▶ _What you should do_:
Sort through the material below and copy each line with "content".
(Data shown Opens)
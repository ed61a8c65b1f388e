//! Fixed-width page storage and its on-disk layout.
//!
//! A [`Page`] is a flat byte buffer holding up to `page_size / 8` big-endian
//! signed 64-bit cells plus an in-memory record count. [`DiskManager`] maps
//! `(table, area, column, page_index)` onto two files per page: `<n>.bin`
//! (raw page bytes) and `<n>.cnt` (ASCII record count).


use std::fs::{self, File};
use std::io::{Read, Write};
use std::path::{Path, PathBuf};

use common::{CELL_SIZE, DbError, DbResult};

/// Default page size in bytes, matching `EngineConfig::page_size`'s default.
pub const PAGE_SIZE: usize = 4096;

/// A single fixed-width column page: `page_size / 8` 64-bit cells.
///
/// Values are stored big-endian. A null cell is eight zero bytes;
/// nullability for a given offset is tracked out-of-band (page-directory
/// mark, or tail schema encoding) — `Page` itself only refuses to `read`
/// past `num_records`.
#[derive(Debug, Clone)]
pub struct Page {
    data: Vec<u8>,
    num_records: usize,
}

impl Page {
    /// A fresh, zero-filled page sized for `page_size` bytes.
    pub fn new(page_size: usize) -> Self {
        Self {
            data: vec![0u8; page_size],
            num_records: 0,
        }
    }

    /// Rehydrate a page from disk bytes, padding/clipping to `page_size` and
    /// clamping `num_records` to `[0, capacity]`. Mirrors the buffer pool's
    /// load-from-disk compensation for short reads.
    pub fn from_parts(mut data: Vec<u8>, num_records: usize, page_size: usize) -> Self {
        data.resize(page_size, 0);
        let capacity = page_size / CELL_SIZE;
        Self {
            data,
            num_records: num_records.min(capacity),
        }
    }

    pub fn data(&self) -> &[u8] {
        &self.data
    }

    pub fn num_records(&self) -> usize {
        self.num_records
    }

    pub fn set_num_records(&mut self, n: usize) {
        self.num_records = n.min(self.capacity());
    }

    pub fn capacity(&self) -> usize {
        self.data.len() / CELL_SIZE
    }

    pub fn has_capacity(&self) -> bool {
        self.num_records < self.capacity()
    }

    fn cell_range(offset: usize) -> std::ops::Range<usize> {
        offset * CELL_SIZE..offset * CELL_SIZE + CELL_SIZE
    }

    /// Append a value (or null), returning its offset, or `None` if full.
    pub fn append(&mut self, value: Option<i64>) -> Option<u16> {
        if !self.has_capacity() {
            return None;
        }
        let offset = self.num_records;
        let range = Self::cell_range(offset);
        match value {
            Some(v) => self.data[range].copy_from_slice(&v.to_be_bytes()),
            None => self.data[range].fill(0),
        }
        self.num_records += 1;
        Some(offset as u16)
    }

    /// Read the raw value at `offset`; `None` if `offset` is out of range.
    ///
    /// A null cell is physically eight zero bytes, indistinguishable here
    /// from a stored `0`; callers must consult the page-directory mark or
    /// tail schema encoding before calling `read` to know whether the cell
    /// is logically null.
    pub fn read(&self, offset: u16) -> Option<i64> {
        let offset = offset as usize;
        if offset >= self.num_records {
            return None;
        }
        let range = Self::cell_range(offset);
        let bytes: [u8; CELL_SIZE] = self.data[range].try_into().unwrap();
        Some(i64::from_be_bytes(bytes))
    }

    /// Overwrite the value at `offset`; `false` if out of range.
    pub fn update(&mut self, offset: u16, value: Option<i64>) -> bool {
        let offset_usize = offset as usize;
        if offset_usize >= self.num_records {
            return false;
        }
        let range = Self::cell_range(offset_usize);
        match value {
            Some(v) => self.data[range].copy_from_slice(&v.to_be_bytes()),
            None => self.data[range].fill(0),
        }
        true
    }
}

/// Rooted, file-per-column persistence layer for base and tail pages.
///
/// Physical layout per table `T`: `T/<base|tail>/<col>/<page_index>.bin`
/// for raw page bytes, `.cnt` for the ASCII record count.
#[derive(Debug)]
pub struct DiskManager {
    root: PathBuf,
}

impl DiskManager {
    pub fn new(root: impl Into<PathBuf>) -> DbResult<Self> {
        let root = root.into();
        fs::create_dir_all(&root)?;
        Ok(Self { root })
    }

    pub fn root(&self) -> &Path {
        &self.root
    }

    fn area_dir(is_tail: bool) -> &'static str {
        if is_tail { "tail" } else { "base" }
    }

    fn col_dir(&self, table: &str, is_tail: bool, column: usize) -> PathBuf {
        self.root
            .join(table)
            .join(Self::area_dir(is_tail))
            .join(column.to_string())
    }

    fn bin_path(&self, table: &str, is_tail: bool, column: usize, page_index: u64) -> PathBuf {
        self.col_dir(table, is_tail, column)
            .join(format!("{page_index}.bin"))
    }

    fn cnt_path(&self, table: &str, is_tail: bool, column: usize, page_index: u64) -> PathBuf {
        self.col_dir(table, is_tail, column)
            .join(format!("{page_index}.cnt"))
    }

    /// Atomically create/truncate both files for a page, padding/clipping
    /// `bytes` to exactly `page_size`.
    pub fn write_page(
        &self,
        table: &str,
        is_tail: bool,
        column: usize,
        page_index: u64,
        bytes: &[u8],
        page_size: usize,
        num_records: usize,
    ) -> DbResult<()> {
        let dir = self.col_dir(table, is_tail, column);
        fs::create_dir_all(&dir)?;

        let mut payload = bytes.to_vec();
        payload.resize(page_size, 0);
        let mut bin = File::create(self.bin_path(table, is_tail, column, page_index))?;
        bin.write_all(&payload)?;

        let mut cnt = File::create(self.cnt_path(table, is_tail, column, page_index))?;
        write!(cnt, "{num_records}")?;
        Ok(())
    }

    /// Read raw page bytes, or `None` if the file does not exist.
    pub fn read_page(
        &self,
        table: &str,
        is_tail: bool,
        column: usize,
        page_index: u64,
    ) -> DbResult<Option<Vec<u8>>> {
        let path = self.bin_path(table, is_tail, column, page_index);
        if !path.exists() {
            return Ok(None);
        }
        let mut buf = Vec::new();
        File::open(path)?.read_to_end(&mut buf)?;
        Ok(Some(buf))
    }

    /// Record count for a page; absent or empty file reads as `0`.
    pub fn read_page_count(
        &self,
        table: &str,
        is_tail: bool,
        column: usize,
        page_index: u64,
    ) -> DbResult<usize> {
        let path = self.cnt_path(table, is_tail, column, page_index);
        if !path.exists() {
            return Ok(0);
        }
        let s = fs::read_to_string(path)?;
        let s = s.trim();
        if s.is_empty() {
            return Ok(0);
        }
        s.parse::<usize>()
            .map_err(|e| DbError::Storage(format!("invalid page count: {e}")))
    }

    /// Remove both files for a page, if present.
    pub fn delete_page(
        &self,
        table: &str,
        is_tail: bool,
        column: usize,
        page_index: u64,
    ) -> DbResult<()> {
        for path in [
            self.bin_path(table, is_tail, column, page_index),
            self.cnt_path(table, is_tail, column, page_index),
        ] {
            if path.exists() {
                fs::remove_file(path)?;
            }
        }
        Ok(())
    }

    /// List the page indices present for a given table/area/column, sorted.
    /// Used by `Database::open` to rebuild page cursors from disk.
    pub fn list_page_indices(&self, table: &str, is_tail: bool, column: usize) -> Vec<u64> {
        let dir = self.col_dir(table, is_tail, column);
        let Ok(entries) = fs::read_dir(&dir) else {
            return Vec::new();
        };
        let mut indices: Vec<u64> = entries
            .filter_map(|e| e.ok())
            .filter_map(|e| {
                let name = e.file_name();
                let name = name.to_str()?;
                name.strip_suffix(".bin")?.parse::<u64>().ok()
            })
            .collect();
        indices.sort_unstable();
        indices
    }
}
//! Configuration for the ledger

use crate::types::{Address, Amount, Ratio};
use rust_decimal::Decimal;
use serde::{Deserialize, Serialize};
use std::str::FromStr;

/// Ledger configuration
#[derive(Debug, Clone, Serialize, Deserialize)]
pub struct Config {
    /// Service name
    pub service_name: String,

    /// Service version
    pub service_version: String,

    /// Deploying identity (owner, airline #1, first authorized caller)
    pub owner: Address,

    /// Funds seeded into custody at deployment
    pub initial_funds: Amount,

    /// Initial policy values
    pub policy: PolicyConfig,
}

impl Default for Config {
    fn default() -> Self {
        Self {
            service_name: "ledger-core".to_string(),
            service_version: env!("CARGO_PKG_VERSION").to_string(),
            owner: Address::new("0x0000000000000000000000000000000000000001"),
            initial_funds: Decimal::from(10),
            policy: PolicyConfig::default(),
        }
    }
}

/// Policy values, mutable at runtime by the owner
#[derive(Debug, Clone, Serialize, Deserialize)]
pub struct PolicyConfig {
    /// Fee an airline pays to become a voter
    pub registration_fee: Amount,

    /// Maximum premium per insurance
    pub insurance_cap: Amount,

    /// Consensus numerator
    pub consensus_numerator: u32,

    /// Consensus denominator
    pub consensus_denominator: u32,

    /// Payout numerator
    pub premium_numerator: u32,

    /// Payout denominator
    pub premium_denominator: u32,
}

impl Default for PolicyConfig {
    fn default() -> Self {
        Self {
            registration_fee: Decimal::from(10),
            insurance_cap: Decimal::ONE,
            consensus_numerator: 1,     // half of the voters
            consensus_denominator: 2,
            premium_numerator: 3,       // 1.5x refund
            premium_denominator: 2,
        }
    }
}

impl PolicyConfig {
    /// Consensus multiplier
    pub fn consensus(&self) -> Ratio {
        Ratio::new(self.consensus_numerator, self.consensus_denominator)
    }

    /// Insurance premium multiplier
    pub fn premium(&self) -> Ratio {
        Ratio::new(self.premium_numerator, self.premium_denominator)
    }
}

impl Config {
    /// Load from file
    pub fn from_file(path: impl AsRef<std::path::Path>) -> crate::Result<Self> {
        let content = std::fs::read_to_string(path)?;
        let config: Config = toml::from_str(&content)
            .map_err(|e| crate::Error::Config(format!("Failed to parse config: {}", e)))?;
        config.validate()?;
        Ok(config)
    }

    /// Load from environment variables
    pub fn from_env() -> crate::Result<Self> {
        let mut config = Config::default();

        if let Ok(owner) = std::env::var("SURETY_OWNER") {
            config.owner = Address::new(owner);
        }

        if let Ok(funds) = std::env::var("SURETY_INITIAL_FUNDS") {
            config.initial_funds = parse_amount("SURETY_INITIAL_FUNDS", &funds)?;
        }

        if let Ok(fee) = std::env::var("SURETY_REGISTRATION_FEE") {
            config.policy.registration_fee = parse_amount("SURETY_REGISTRATION_FEE", &fee)?;
        }

        if let Ok(cap) = std::env::var("SURETY_INSURANCE_CAP") {
            config.policy.insurance_cap = parse_amount("SURETY_INSURANCE_CAP", &cap)?;
        }

        config.validate()?;
        Ok(config)
    }

    /// Reject values the ledger cannot operate with
    pub fn validate(&self) -> crate::Result<()> {
        let policy = &self.policy;

        if policy.consensus_numerator == 0 || policy.consensus_denominator == 0 {
            return Err(crate::Error::Config(
                "consensus multipliers must be non-zero".to_string(),
            ));
        }
        if policy.consensus().exceeds_one() {
            return Err(crate::Error::Config(format!(
                "consensus multipliers {} imply more than 100% consensus",
                policy.consensus()
            )));
        }
        if policy.premium_denominator == 0 {
            return Err(crate::Error::Config(
                "premium denominator must be non-zero".to_string(),
            ));
        }
        if self.initial_funds.is_sign_negative()
            || policy.registration_fee.is_sign_negative()
            || policy.insurance_cap.is_sign_negative()
        {
            return Err(crate::Error::Config(
                "amounts must not be negative".to_string(),
            ));
        }

        Ok(())
    }
}

fn parse_amount(var: &str, value: &str) -> crate::Result<Amount> {
    Decimal::from_str(value)
        .map_err(|e| crate::Error::Config(format!("Invalid amount in {}: {}", var, e)))
}
//! Periodic expiry of status rounds that never reached quorum

use crate::{actor::EngineHandle, Error, Result};
use chrono::Utc;
use std::time::Duration;
use tokio::task::JoinHandle;
use tracing::{debug, info, warn};

/// Sweeps stale rounds on a fixed interval
#[derive(Debug, Clone)]
pub struct RoundExpiryScheduler {
    handle: EngineHandle,
    interval: Duration,
}

impl RoundExpiryScheduler {
    /// Create new scheduler
    pub fn new(handle: EngineHandle, interval: Duration) -> Self {
        Self { handle, interval }
    }

    /// Run one sweep now, returning the expired round ids
    pub async fn sweep_once(&self) -> Result<Vec<u64>> {
        let expired = self.handle.expire_stale_rounds(Utc::now()).await?;
        if expired.is_empty() {
            debug!("No stale rounds");
        } else {
            info!(count = expired.len(), rounds = ?expired, "Stale rounds expired");
        }
        Ok(expired)
    }

    /// Start the sweep loop; it stops once the actor is gone
    pub fn spawn(self) -> JoinHandle<()> {
        tokio::spawn(async move {
            info!(interval_secs = self.interval.as_secs(), "Starting round expiry scheduler");

            let mut interval = tokio::time::interval(self.interval);
            interval.set_missed_tick_behavior(tokio::time::MissedTickBehavior::Delay);

            loop {
                interval.tick().await;

                match self.sweep_once().await {
                    Ok(_) => {}
                    Err(Error::Concurrency(e)) => {
                        info!(reason = %e, "Engine stopped, round expiry scheduler exiting");
                        break;
                    }
                    Err(e) => warn!(error = %e, "Round expiry sweep failed"),
                }
            }
        })
    }
}
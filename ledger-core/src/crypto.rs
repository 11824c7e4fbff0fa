//! Hashing for deterministic lookup keys
//!
//! Flight keys are SHA-256 digests over length-prefixed fields, so
//! `("AB", "C1")` and `("A", "BC1")` never collide structurally.

use crate::types::{Address, FlightKey};
use sha2::{Digest, Sha256};

/// Derive the lookup key of a flight
///
/// Re-deriving the same `(airline, code, departure)` tuple always yields
/// the same key.
pub fn flight_key(airline: &Address, code: &str, departure: i64) -> FlightKey {
    let mut hasher = Sha256::new();
    update_field(&mut hasher, airline.as_str().as_bytes());
    update_field(&mut hasher, code.as_bytes());
    hasher.update(departure.to_be_bytes());

    FlightKey::from_bytes(hasher.finalize().into())
}

fn update_field(hasher: &mut Sha256, field: &[u8]) {
    hasher.update((field.len() as u64).to_be_bytes());
    hasher.update(field);
}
(Data shown Closes)
▶ _Response to this exercise_:
        let content = std::fs::read_to_string(path)?;
        let config: Config = toml::from_str(&content)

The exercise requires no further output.